Il presidente del Consiglio, Enrico Letta, ha firmato e trasmesso alle Camere il decreto sulla golden power, che fa rientrare la rete di Telecom Italia tra gli asset strategici sui quali vigilerà il governo. Lo riferisce una fonte governativa a Reuters, ricordando che il provvedimento è un Dpcm, un decreto della presidenza del Consiglio. Il decreto estende i poteri speciali del governo anche alle reti di Terna e Snam, secondo la bozza circolata lo scorso 26 settembre.
Il provvedimento prevede che gli attivi di rilevanza strategica nel settore delle comunicazioni siano individuati nelle reti e negli impianti utilizzati per la fornitura dell’accesso agli utenti finali dei servizi rientranti negli obblighi del servizio universale.
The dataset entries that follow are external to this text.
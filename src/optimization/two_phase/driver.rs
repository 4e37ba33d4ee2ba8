//! Global-then-local driver.
use crate::optimization::{
    errors::OptResult,
    map_optimizer::Theta,
    two_phase::{
        bounds::{SearchBounds, SearchPoint},
        local::LbfgsRefine,
        options::{SwarmOptions, TwoPhaseOptions},
        swarm::SwarmSearch,
        traits::{BoxObjective, GlobalSearch, LocalRefine},
    },
};

/// Runs a [`GlobalSearch`] over the box, then polishes the best candidate
/// with a [`LocalRefine`].
///
/// Policy:
/// - The optional start point is evaluated and competes with the global
///   candidate; the start wins ties.
/// - The local result replaces the incumbent only if it is strictly better.
/// - A failing local phase is not an error: the incumbent is returned.
#[derive(Debug, Clone, PartialEq)]
pub struct TwoPhaseSearch<G = SwarmSearch, L = LbfgsRefine> {
    pub global: G,
    pub local: L,
    pub options: TwoPhaseOptions,
}

impl TwoPhaseSearch<SwarmSearch, LbfgsRefine> {
    /// Particle swarm followed by L-BFGS, both seeded/configured from the
    /// arguments.
    pub fn swarm_lbfgs(options: TwoPhaseOptions, seed: u64) -> Self {
        let swarm = SwarmOptions { seed, verbose: options.verbose, ..SwarmOptions::default() };
        Self {
            global: SwarmSearch::new(swarm),
            local: LbfgsRefine::new(options.verbose),
            options,
        }
    }
}

impl<G: GlobalSearch, L: LocalRefine> TwoPhaseSearch<G, L> {
    pub fn new(global: G, local: L, options: TwoPhaseOptions) -> Self {
        Self { global, local, options }
    }

    /// # Errors
    /// - `start` with the wrong dimension.
    /// - Global-phase failures, and the objective's error at `start`.
    pub fn maximize<O: BoxObjective>(
        &self, objective: &O, bounds: &SearchBounds, start: Option<&Theta>,
    ) -> OptResult<SearchPoint> {
        let incumbent = match start {
            Some(x0) => {
                bounds.check_point(x0)?;
                let x0 = bounds.clamp(x0);
                let v0 = objective.value(&x0)?;
                Some(SearchPoint::new(x0, v0))
            }
            None => None,
        };
        let global = self.global.search(objective, bounds, self.options.global_budget)?;
        let best = match incumbent {
            Some(p) => p.better(global),
            None => global,
        };

        match self.local.refine(objective, bounds, &best.x, self.options.local_budget) {
            Ok(polished) if polished.value.is_finite() && polished.value > best.value => {
                Ok(polished)
            }
            _ => Ok(best),
        }
    }
}

#[cfg(test)]
mod tests {
    use super::*;
    use crate::optimization::{errors::OptError, two_phase::traits::FnObjective};
    use approx::assert_abs_diff_eq;
    use ndarray::array;

    /// Two bumps on [0, 1]: a wide low one at 0.2 and a narrower high one
    /// at 0.8.
    fn two_bumps(x: &Theta) -> f64 {
        0.3 * (-((x[0] - 0.2) / 0.15).powi(2)).exp() + (-((x[0] - 0.8) / 0.1).powi(2)).exp()
    }

    fn two_bumps_grad(x: &Theta) -> Theta {
        let a = 0.3 * (-((x[0] - 0.2) / 0.15).powi(2)).exp() * (-2.0 * (x[0] - 0.2) / 0.0225);
        let b = (-((x[0] - 0.8) / 0.1).powi(2)).exp() * (-2.0 * (x[0] - 0.8) / 0.01);
        array![a + b]
    }

    struct Failing;

    impl LocalRefine for Failing {
        fn refine<O: BoxObjective>(
            &self, _objective: &O, _bounds: &SearchBounds, _start: &Theta, _budget: usize,
        ) -> OptResult<SearchPoint> {
            Err(OptError::ConditionViolated { text: "line search".to_string() })
        }
    }

    #[test]
    // Purpose
    // -------
    // A local start in the wrong basin does not trap the search: the global
    // phase finds the higher bump and L-BFGS polishes it.
    //
    // Given
    // -----
    // - Start at 0.2 (top of the low bump), 400 global evaluations.
    //
    // Expect
    // ------
    // - x̂ ≈ 0.8, f(x̂) ≈ 1.
    fn two_phase_escapes_local_basin() {
        let objective =
            FnObjective::new(|x: &Theta| Ok(two_bumps(x)), |x: &Theta| Ok(two_bumps_grad(x)));
        let bounds = SearchBounds::unit_cube(1).unwrap();
        let search =
            TwoPhaseSearch::swarm_lbfgs(TwoPhaseOptions::new(400, 100, false).unwrap(), 3);

        let best = search.maximize(&objective, &bounds, Some(&array![0.2])).unwrap();

        assert_abs_diff_eq!(best.x[0], 0.8, epsilon = 1e-3);
        assert_abs_diff_eq!(best.value, 1.0, epsilon = 1e-4);
    }

    #[test]
    // Purpose
    // -------
    // A failing local phase falls back to the best of start and global
    // candidate instead of erroring.
    fn failing_local_phase_keeps_global_candidate() {
        let objective = FnObjective::value_only(|x: &Theta| Ok(-(x[0] - 0.4).abs()));
        let bounds = SearchBounds::unit_cube(1).unwrap();
        let search = TwoPhaseSearch::new(
            SwarmSearch::default(),
            Failing,
            TwoPhaseOptions::new(100, 10, false).unwrap(),
        );

        let best = search.maximize(&objective, &bounds, None).unwrap();

        assert!(best.value > -0.05);
    }

    #[test]
    // Purpose
    // -------
    // A start point of the wrong length is rejected up front.
    fn start_point_dimension_is_checked() {
        let objective = FnObjective::value_only(|x: &Theta| Ok(x.sum()));
        let bounds = SearchBounds::unit_cube(2).unwrap();
        let search = TwoPhaseSearch::swarm_lbfgs(TwoPhaseOptions::new(10, 10, false).unwrap(), 0);

        let err = search.maximize(&objective, &bounds, Some(&array![0.5])).unwrap_err();

        assert_eq!(err, OptError::PointDimMismatch { expected: 2, found: 1 });
    }
}
//! Initial slider endpoint generators.
//!
//! A generator is any `FnOnce(dim) -> (end_0, end_1)`. The two provided
//! here are seeded so that a whole optimization run is reproducible.
use ndarray::Array1;
use rand::{Rng, SeedableRng};
use rand_xoshiro::Xoshiro256PlusPlus;

use crate::sequential::errors::{SlsError, SlsResult};

/// Rejection attempts for a random direction before falling back to the
/// first axis.
const MAX_DIRECTION_DRAWS: usize = 64;

/// Uniform point in `[0, 1]^dim`.
pub fn random_unit_cube_point<R: Rng>(rng: &mut R, dim: usize) -> Array1<f64> {
    (0..dim).map(|_| rng.gen::<f64>()).collect()
}

/// Two independent uniform points in `[0, 1]^dim`.
pub fn uniform_random_pair(seed: u64) -> impl FnOnce(usize) -> (Array1<f64>, Array1<f64>) {
    move |dim| {
        let mut rng = Xoshiro256PlusPlus::seed_from_u64(seed);
        let a = random_unit_cube_point(&mut rng, dim);
        let b = random_unit_cube_point(&mut rng, dim);
        (a, b)
    }
}

/// Segment of Euclidean length `length` through the cube centre along a
/// random direction. Both ends stay inside `[0, 1]^dim` because each
/// coordinate moves by at most `length / 2`.
///
/// # Errors
/// [`SlsError::InvalidSliderSetting`] unless `0 < length <= 1`.
pub fn centered_fixed_length_pair(
    seed: u64, length: f64,
) -> SlsResult<impl FnOnce(usize) -> (Array1<f64>, Array1<f64>)> {
    if !length.is_finite() || length <= 0.0 || length > 1.0 {
        return Err(SlsError::InvalidSliderSetting { name: "initial slider length", value: length });
    }
    Ok(move |dim: usize| {
        let mut rng = Xoshiro256PlusPlus::seed_from_u64(seed);
        let u = random_direction(&mut rng, dim);
        let c = Array1::from_elem(dim, 0.5);
        let offset = u * (0.5 * length);
        (&c - &offset, &c + &offset)
    })
}

fn random_direction<R: Rng>(rng: &mut R, dim: usize) -> Array1<f64> {
    for _ in 0..MAX_DIRECTION_DRAWS {
        let v: Array1<f64> = (0..dim).map(|_| rng.gen_range(-1.0..=1.0)).collect();
        let norm = v.dot(&v).sqrt();
        if norm > 1e-6 && norm <= 1.0 {
            return v / norm;
        }
    }
    let mut e = Array1::zeros(dim);
    if dim > 0 {
        e[0] = 1.0;
    }
    e
}

#[cfg(test)]
mod tests {
    use super::*;
    use approx::assert_abs_diff_eq;

    #[test]
    // Purpose
    // -------
    // Uniform pairs lie in the cube and depend only on the seed.
    fn uniform_pair_is_seeded_and_in_cube() {
        let (a, b) = uniform_random_pair(7)(3);
        let (a2, b2) = uniform_random_pair(7)(3);
        assert_eq!((a.clone(), b.clone()), (a2, b2));
        assert_eq!(a.len(), 3);
        assert!(a.iter().chain(b.iter()).all(|v| (0.0..=1.0).contains(v)));
        assert_ne!(uniform_random_pair(8)(3).0, a);
    }

    #[test]
    // Purpose
    // -------
    // Centred pairs have the requested length, midpoint 0.5 and stay in the
    // cube.
    fn centered_pair_has_fixed_length() {
        let (a, b) = centered_fixed_length_pair(3, 0.6).unwrap()(4);
        let d = &b - &a;
        assert_abs_diff_eq!(d.dot(&d).sqrt(), 0.6, epsilon = 1e-12);
        for i in 0..4 {
            assert_abs_diff_eq!(0.5 * (a[i] + b[i]), 0.5, epsilon = 1e-12);
        }
        assert!(a.iter().chain(b.iter()).all(|v| (0.0..=1.0).contains(v)));
        assert!(centered_fixed_length_pair(3, 1.5).is_err());
    }
}
//! The sequential line-search loop.
//!
//! State
//! -----
//! - No data: no regressor; preference and EI queries return `0.0`.
//! - Active: a preference regressor fitted on all submissions so far.
//!
//! Each [`submit_line_search_result`](SequentialLineSearchOptimizer::submit_line_search_result)
//! records "the chosen slider point beats both current slider ends",
//! refits from scratch, and replaces the slider with
//! `(arg-max of latent values, EI maximizer)`. The call either completes
//! and advances the round, or fails and leaves every piece of state as it
//! was.
use std::path::Path;

use ndarray::{Array1, Array2, ArrayView1};

use crate::acquisition::{calc_acquisition_value, find_next_point};
use crate::gp::{
    data::PreferenceData, hyperparams::PreferenceHyperparams, options::PreferenceFitOptions,
    posterior::Regressor, preference::PreferenceRegressor,
};
use crate::optimization::two_phase::TwoPhaseOptions;
use crate::sequential::{
    enlargement::{ScaledEnlargement, SliderEnlargement},
    errors::{SlsError, SlsResult},
    options::{SearchBudgets, SlsOptions},
    slider::Slider,
};

#[derive(Debug, Clone)]
pub struct SequentialLineSearchOptimizer<E = ScaledEnlargement> {
    dim: usize,
    options: SlsOptions,
    enlargement: E,
    data: PreferenceData,
    regressor: Option<PreferenceRegressor>,
    slider: Slider,
    round: u64,
}

impl SequentialLineSearchOptimizer<ScaledEnlargement> {
    /// Optimizer over `[0, 1]^dim` with the default enlargement.
    ///
    /// `generator` supplies the first slider's ends, e.g.
    /// [`uniform_random_pair`](crate::sequential::uniform_random_pair).
    ///
    /// # Errors
    /// - [`SlsError::ZeroDimension`].
    /// - [`SlsError::EndpointDimMismatch`] when the generator returns vectors
    ///   of the wrong length.
    pub fn new(
        dim: usize, options: SlsOptions,
        generator: impl FnOnce(usize) -> (Array1<f64>, Array1<f64>),
    ) -> SlsResult<Self> {
        Self::with_enlargement(dim, options, ScaledEnlargement::default(), generator)
    }
}

impl<E: SliderEnlargement> SequentialLineSearchOptimizer<E> {
    pub fn with_enlargement(
        dim: usize, options: SlsOptions, enlargement: E,
        generator: impl FnOnce(usize) -> (Array1<f64>, Array1<f64>),
    ) -> SlsResult<Self> {
        if dim == 0 {
            return Err(SlsError::ZeroDimension);
        }
        let (a, b) = generator(dim);
        for end in [&a, &b] {
            if end.len() != dim {
                return Err(SlsError::EndpointDimMismatch { expected: dim, found: end.len() });
            }
        }
        Ok(Self {
            dim,
            options,
            enlargement,
            data: PreferenceData::new(dim),
            regressor: None,
            slider: Slider::new(a, b),
            round: 0,
        })
    }

    /// Replace the kernel defaults (and prior centres) used from the next
    /// submission on.
    pub fn set_hyperparameters(
        &mut self, a: f64, r: f64, b: f64, variance: f64, btl_scale: f64,
    ) -> SlsResult<()> {
        self.options.hyperparams = PreferenceHyperparams::new(a, r, b, variance, btl_scale)?;
        Ok(())
    }

    /// Submit with [`SearchBudgets::for_dimension`] budgets.
    pub fn submit_line_search_result(&mut self, slider_position: f64) -> SlsResult<()> {
        self.submit_line_search_result_with_budgets(
            slider_position,
            SearchBudgets::for_dimension(self.dim),
        )
    }

    /// Record the user's choice at `slider_position` and advance one round.
    ///
    /// # Errors
    /// - [`SlsError::InvalidSliderPosition`].
    /// - Model or optimizer failures; the optimizer state is unchanged.
    pub fn submit_line_search_result_with_budgets(
        &mut self, slider_position: f64, budgets: SearchBudgets,
    ) -> SlsResult<()> {
        let chosen = self.slider.get_value(slider_position)?;
        let others = [self.slider.orig_0().clone(), self.slider.orig_1().clone()];
        let mut data = self.data.clone();
        data.add_new_points(chosen.view(), &others, true)?;

        let seed = self.options.seed.wrapping_add(self.round);
        let fit_opts = PreferenceFitOptions::new(
            self.options.use_map_hyperparameters,
            budgets.map_hyperparams,
            self.options.latent_budget,
            seed,
            self.options.verbose,
        )?;
        let regressor = PreferenceRegressor::fit(data, self.options.hyperparams, &fit_opts)?;

        let x_max = regressor.find_arg_max()?;
        let search = TwoPhaseOptions::new(
            budgets.acquisition_global,
            budgets.acquisition_local,
            self.options.verbose,
        )?;
        let x_ei = find_next_point(&regressor, &search, seed)?;

        let slider = if self.options.use_slider_enlargement {
            Slider::enlarged(x_max, x_ei, &self.enlargement)
        } else {
            Slider::new(x_max, x_ei)
        };

        self.data = regressor.data().clone();
        self.regressor = Some(regressor);
        self.slider = slider;
        self.round += 1;
        Ok(())
    }

    /// Interpolated ends of the current slider.
    pub fn get_slider_ends(&self) -> (&Array1<f64>, &Array1<f64>) {
        (self.slider.end_0(), self.slider.end_1())
    }

    pub fn get_parameters(&self, slider_position: f64) -> SlsResult<Array1<f64>> {
        self.slider.get_value(slider_position)
    }

    /// Best point found so far: the slider's (unenlarged) first end.
    pub fn get_maximizer(&self) -> &Array1<f64> {
        self.slider.orig_0()
    }

    /// Posterior mean of the latent preference at `x`; `0.0` before any
    /// submission.
    pub fn get_preference_value_mean(&self, x: ArrayView1<f64>) -> SlsResult<f64> {
        match &self.regressor {
            Some(r) => Ok(r.predict_mu(x)?),
            None => Ok(0.0),
        }
    }

    /// Posterior standard deviation at `x`; `0.0` before any submission.
    pub fn get_preference_value_stdev(&self, x: ArrayView1<f64>) -> SlsResult<f64> {
        match &self.regressor {
            Some(r) => Ok(r.predict_sigma(x)?),
            None => Ok(0.0),
        }
    }

    /// Expected improvement at `x`; `0.0` before any submission.
    pub fn get_expected_improvement_value(&self, x: ArrayView1<f64>) -> SlsResult<f64> {
        match &self.regressor {
            Some(r) => Ok(calc_acquisition_value(r, x)?),
            None => Ok(0.0),
        }
    }

    /// All points seen so far as a `d × N` matrix, in first-seen order.
    pub fn get_raw_data_points(&self) -> &Array2<f64> {
        self.data.x()
    }

    /// Write `X.csv` and `D.csv` into `dir`. Does nothing before the first
    /// submission.
    pub fn dump_data(&self, dir: impl AsRef<Path>) -> SlsResult<()> {
        match &self.regressor {
            Some(r) => Ok(r.dump_data(dir)?),
            None => Ok(()),
        }
    }

    pub fn dim(&self) -> usize {
        self.dim
    }

    /// Completed submissions.
    pub fn round(&self) -> u64 {
        self.round
    }

    pub fn options(&self) -> &SlsOptions {
        &self.options
    }

    pub fn regressor(&self) -> Option<&PreferenceRegressor> {
        self.regressor.as_ref()
    }

    pub fn data(&self) -> &PreferenceData {
        &self.data
    }
}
Sono inclusi tra gli asset strategici i collegamenti di polizia, carabinieri e guardia di finanza e la rete di accesso alla rete telefonica pubblica in postazione fissa anche nel caso di connessioni stabilite mediante servizi di accesso disaggregato all’ingrosso, condiviso o wrl, in rame e fibra. I poteri speciali del governo non si applichino alle operazioni infragruppo riguardanti fusioni, scissioni, incorporazioni o cessioni. Tuttavia, i limiti ai golden power non valgono in presenza di elementi informativi circa la minaccia di un grave pregiudizio per gli interessi pubblici relativi alla sicurezza e al funzionamento delle reti e degli impianti e alla continuità degli approvvigionamenti.
L’esercizio dei poteri speciali potrebbe impattare sulle strategie di Telefonica. Come scrive Il Messaggero, nell’accordo tra Telefonica e i soci italiani di Telco (Generali, Mediobanca, Intesa Sanpaolo) del 24 settembre, che ha permesso agli spagnoli di salire al 66% della holding, sono previste mille strettoie e condizioni che potrebbero ritardare l’intera operazione e, al limite, anche farla saltare. Si tratta di un paracadute nei confronti del governo Letta nel caso in cui dovesse imporre, tramite la golden power in fase di varo, obblighi sulla rete, per esempio in termini di investimenti forzati.
“Nel caso in cui qualsiasi Autorità competente e/o Antirust, imponga, in relazione al secondo aumento di capitale riservato, restrizioni, limitazioni o altri provvedimenti, Telefonica avrà il diritto, a proprio insindacabile giudizio, di accettare tali restrizioni, limitazioni o altri provvedimenti ovvero di non procedere al secondo aumento di capitale”. L’art 2.1 lettera C del contratto riservato fra Madrid e i partner – spiega il quotidiano – contiene una delle prime exit strategy che Telefonica si è riservata.
Nel caso in cui gli spagnoli dovessero tirarsi fuori, se lo faranno prima dell’esercizio dell’opzione di scissione (1-15 giugno 2014, 1-15 febbraio 2015), “Telefonica dovrà corrispondere a ciascun beneficiario risultante da tale scissione un importo – a titolo di compensazione per la minore capitalizzazione di Telco – ottenuto moltiplicando 60 milioni per la percentuale di azioni di classe A detenute”.
La notizia ha messo in allerta la Consob che in una nota chiarisce che i patti tra Telefonica e i soci italiani di Telco ”sono di pubblico dominio, disponibili presso il registro delle imprese e, per estratto, sul sito della Consob”. L’estratto del patto, viene spiegato, è stato pubblicato l’1 ottobre nel rispetto del termine di cinque giorni dalla sua stipula.